Mais cette date marque également les débuts d’une grande entreprise d’expropriation et de destruction de la nature, en particulier dans les régions tropicales. Cette destruction se fera principalement par l’imposition de monocultures destinées à alimenter les métropoles coloniales en produits tropicaux (responsable d’une déforestation et d’un effondrement de la biodiversité dans les endroits défrichés) ainsi que par une extraction minière dévastant les écosystèmes, et ce quel que soit le minerai arraché des entrailles de la terre.

On retrouve déjà ce constat sous la plume d’Eduardo Galeano quand il évoque la culture de la canne à sucre imposée par le colonisateur : « le sucre a détruit le nord-est du Brésil. Cette région de forêt tropicale a été transformée en savane. Naturellement propice à la production alimentaire, elle est devenue région de famine. Là où tout avait poussé avec exubérance, le latifundio destructeur et dominateur ne laissa que roc stérile, sol lessivé, terres érodées. […] Le feu utilisé afin de nettoyer le terrain pour les champs de canne dévasta la faune en même temps que la flore : le cerf, le sanglier, le tapir, le lapin, le paca et le tatou disparurent. Tout fut sacrifié sur l’autel de la monoculture de la canne »[1].

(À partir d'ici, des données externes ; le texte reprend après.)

//! Duration parsing utilities.

use anyhow::Context;
use serde::{Deserialize, Deserializer};
use std::time::Duration;

/// Parse a duration string like "1h", "30m", "30s", "500ms" or "30".
///
/// Plain numbers are seconds.
pub fn parse_duration(s: &str) -> anyhow::Result<Duration> {
    let s = s.trim();
    if s.is_empty() {
        anyhow::bail!("Empty duration string");
    }

    if let Some(num_str) = s.strip_suffix("ms") {
        let millis: u64 = num_str
            .trim()
            .parse()
            .with_context(|| format!("Invalid milliseconds value: {num_str}"))?;
        return Ok(Duration::from_millis(millis));
    }
    if let Some(num_str) = s.strip_suffix('h') {
        let hours: u64 = num_str
            .trim()
            .parse()
            .with_context(|| format!("Invalid hours value: {num_str}"))?;
        return Ok(Duration::from_secs(hours * 3600));
    }
    if let Some(num_str) = s.strip_suffix('m') {
        let minutes: u64 = num_str
            .trim()
            .parse()
            .with_context(|| format!("Invalid minutes value: {num_str}"))?;
        return Ok(Duration::from_secs(minutes * 60));
    }
    if let Some(num_str) = s.strip_suffix('s') {
        let secs: u64 = num_str
            .trim()
            .parse()
            .with_context(|| format!("Invalid seconds value: {num_str}"))?;
        return Ok(Duration::from_secs(secs));
    }

    let secs: u64 = s
        .parse()
        .with_context(|| format!("Invalid duration value: {s}"))?;
    Ok(Duration::from_secs(secs))
}

/// Accepts either a duration string or a number of seconds.
pub fn deserialize_duration<'de, D>(deserializer: D) -> Result<Duration, D::Error>
where
    D: Deserializer<'de>,
{
    #[derive(Deserialize)]
    #[serde(untagged)]
    enum Raw {
        Secs(u64),
        Text(String),
    }

    match Raw::deserialize(deserializer)? {
        Raw::Secs(secs) => Ok(Duration::from_secs(secs)),
        Raw::Text(text) => parse_duration(&text).map_err(serde::de::Error::custom),
    }
}

#[cfg(test)]
mod tests {
    use super::*;

    #[test]
    fn test_parse_duration() {
        assert_eq!(parse_duration("300").unwrap(), Duration::from_secs(300));
        assert_eq!(parse_duration("30s").unwrap(), Duration::from_secs(30));
        assert_eq!(parse_duration("2m").unwrap(), Duration::from_secs(120));
        assert_eq!(parse_duration("1h").unwrap(), Duration::from_secs(3600));
        assert_eq!(parse_duration("250ms").unwrap(), Duration::from_millis(250));
    }

    #[test]
    fn test_parse_duration_rejects_garbage() {
        assert!(parse_duration("").is_err());
        assert!(parse_duration("soon").is_err());
        assert!(parse_duration("-5s").is_err());
    }
}
use anyhow::Result;
use async_trait::async_trait;
use std::sync::Mutex;

use crate::store::{HistoryStore, RunHistory};

/// In-memory HistoryStore. Nothing survives the process.
#[derive(Default)]
pub struct MemoryStore {
    history: Mutex<RunHistory>,
}

impl MemoryStore {
    pub fn new() -> Self {
        Self::default()
    }

    /// Start from an existing history.
    pub fn with_history(history: RunHistory) -> Self {
        Self {
            history: Mutex::new(history),
        }
    }

    pub fn snapshot(&self) -> RunHistory {
        self.history
            .lock()
            .map(|h| h.clone())
            .unwrap_or_default()
    }
}

#[async_trait]
impl HistoryStore for MemoryStore {
    async fn last_run(&self, key: &str) -> Result<Option<i64>> {
        let history = self
            .history
            .lock()
            .map_err(|_| anyhow::anyhow!("run history lock poisoned"))?;
        Ok(history.get(key).copied())
    }

    async fn record_run(&self, key: &str, timestamp: i64) -> Result<()> {
        let mut history = self
            .history
            .lock()
            .map_err(|_| anyhow::anyhow!("run history lock poisoned"))?;
        history.insert(key.to_string(), timestamp);
        Ok(())
    }
}
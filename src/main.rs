//! Command-line interface for tabsync
//!
//! # Usage Examples
//!
//! ```bash
//! # Import a CSV file described by a job file
//! tabsync import --job contacts.yaml
//!
//! # Check mapping and dedupe without writing to the API
//! tabsync import --job contacts.yaml --dry-run
//!
//! # Import, then delete remote records missing from the file
//! TABSYNC_API_TOKEN=... tabsync sync --job contacts.yaml
//!
//! # Export records created since the last export
//! tabsync export --job contacts.yaml --incremental
//! ```
//!
//! Logging is controlled with `RUST_LOG`, e.g. `RUST_LOG=tabsync_engine=debug`.

use clap::{Args, Parser, Subcommand};
use std::path::PathBuf;
use tabsync::{run_export, run_import, JobConfig, RunOptions};

#[derive(Parser)]
#[command(name = "tabsync")]
#[command(about = "Import, sync and export tabular records between CSV files and a REST API")]
#[command(long_about = None)]
struct Cli {
    #[command(subcommand)]
    command: Commands,
}

#[derive(Args, Clone)]
struct JobOpts {
    /// Job file (YAML or TOML)
    #[arg(long, value_name = "PATH")]
    job: PathBuf,

    /// API bearer token (overrides the job file)
    #[arg(long, env = "TABSYNC_API_TOKEN", hide_env_values = true)]
    token: Option<String>,
}

#[derive(Subcommand)]
enum Commands {
    /// Import the job's input file into the remote object
    Import {
        #[command(flatten)]
        job_opts: JobOpts,

        /// Dry run mode - map and log records without writing them
        #[arg(long)]
        dry_run: bool,
    },

    /// Import, then delete remote records missing from the input
    Sync {
        #[command(flatten)]
        job_opts: JobOpts,

        /// Dry run mode - map and log records without writing or deleting
        #[arg(long)]
        dry_run: bool,
    },

    /// Export the remote object to the job's output file
    Export {
        #[command(flatten)]
        job_opts: JobOpts,

        /// Only export records created since the last successful export
        #[arg(long)]
        incremental: bool,
    },
}

#[tokio::main]
async fn main() -> anyhow::Result<()> {
    if let Err(e) = run().await {
        eprintln!("Error: {e:#}");
        std::process::exit(1);
    }
    Ok(())
}

async fn run() -> anyhow::Result<()> {
    // Initialize tracing
    tracing_subscriber::fmt()
        .with_env_filter(tracing_subscriber::EnvFilter::from_default_env())
        .init();

    let cli = Cli::parse();

    match cli.command {
        Commands::Import { job_opts, dry_run } => {
            run_import_command(job_opts, false, dry_run).await?;
        }
        Commands::Sync { job_opts, dry_run } => {
            run_import_command(job_opts, true, dry_run).await?;
        }
        Commands::Export {
            job_opts,
            incremental,
        } => {
            let job = JobConfig::load(&job_opts.job)?;
            let options = RunOptions {
                token: job_opts.token,
                incremental,
                ..RunOptions::default()
            };
            let report = run_export(&job, &options).await?;
            println!(
                "Exported {} records ({} failed) from '{}'",
                report.written, report.failed, job.api.object
            );
            if let Some(location) = report.uploaded_to {
                println!("Forwarded to {}", location.display_name());
            }
        }
    }

    Ok(())
}

async fn run_import_command(job_opts: JobOpts, sync: bool, dry_run: bool) -> anyhow::Result<()> {
    let job = JobConfig::load(&job_opts.job)?;
    let options = RunOptions {
        token: job_opts.token,
        dry_run,
        ..RunOptions::default()
    };
    let report = run_import(&job, sync, &options).await?;
    println!(
        "{} {} records into '{}': {} failed, {} deleted",
        if sync { "Synced" } else { "Imported" },
        report.success,
        job.api.object,
        report.failed,
        report.deleted
    );
    Ok(())
}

Un système-dette contre nature

La force du concept de dette écologique est donc d’associer exploitation des populations et de la nature, deux faces d’un même système à la base d’une accumulation de richesses ayant impulsé la dynamique capitaliste de l’Europe à partir du XVIe siècle.

Après l’accession à l’indépendance, le pillage va malgré tout se perpétuer à l’aide d’autres moyens, notamment l’imposition du libre-échange, qui va favoriser les pays riches dont l’industrie est déjà bien implantée et surtout ruiner un artisanat parfois séculaire.

Sans oublier la dette. Via ce mécanisme, les pays endettés (certains ayant été contraints de reprendre des emprunts contractés par les puissances coloniales)[2] vont être poussés à brader leurs ressources naturelles afin de faire rentrer des devises destinées à rembourser leurs créanciers (principalement des banques et des États). Suharto, dictateur indonésien, allant jusqu’à déclarer « qu’il n’était pas nécessaire de se casser la tête à propos des dettes, le pays ayant encore des forêts pour les rembourser »[3].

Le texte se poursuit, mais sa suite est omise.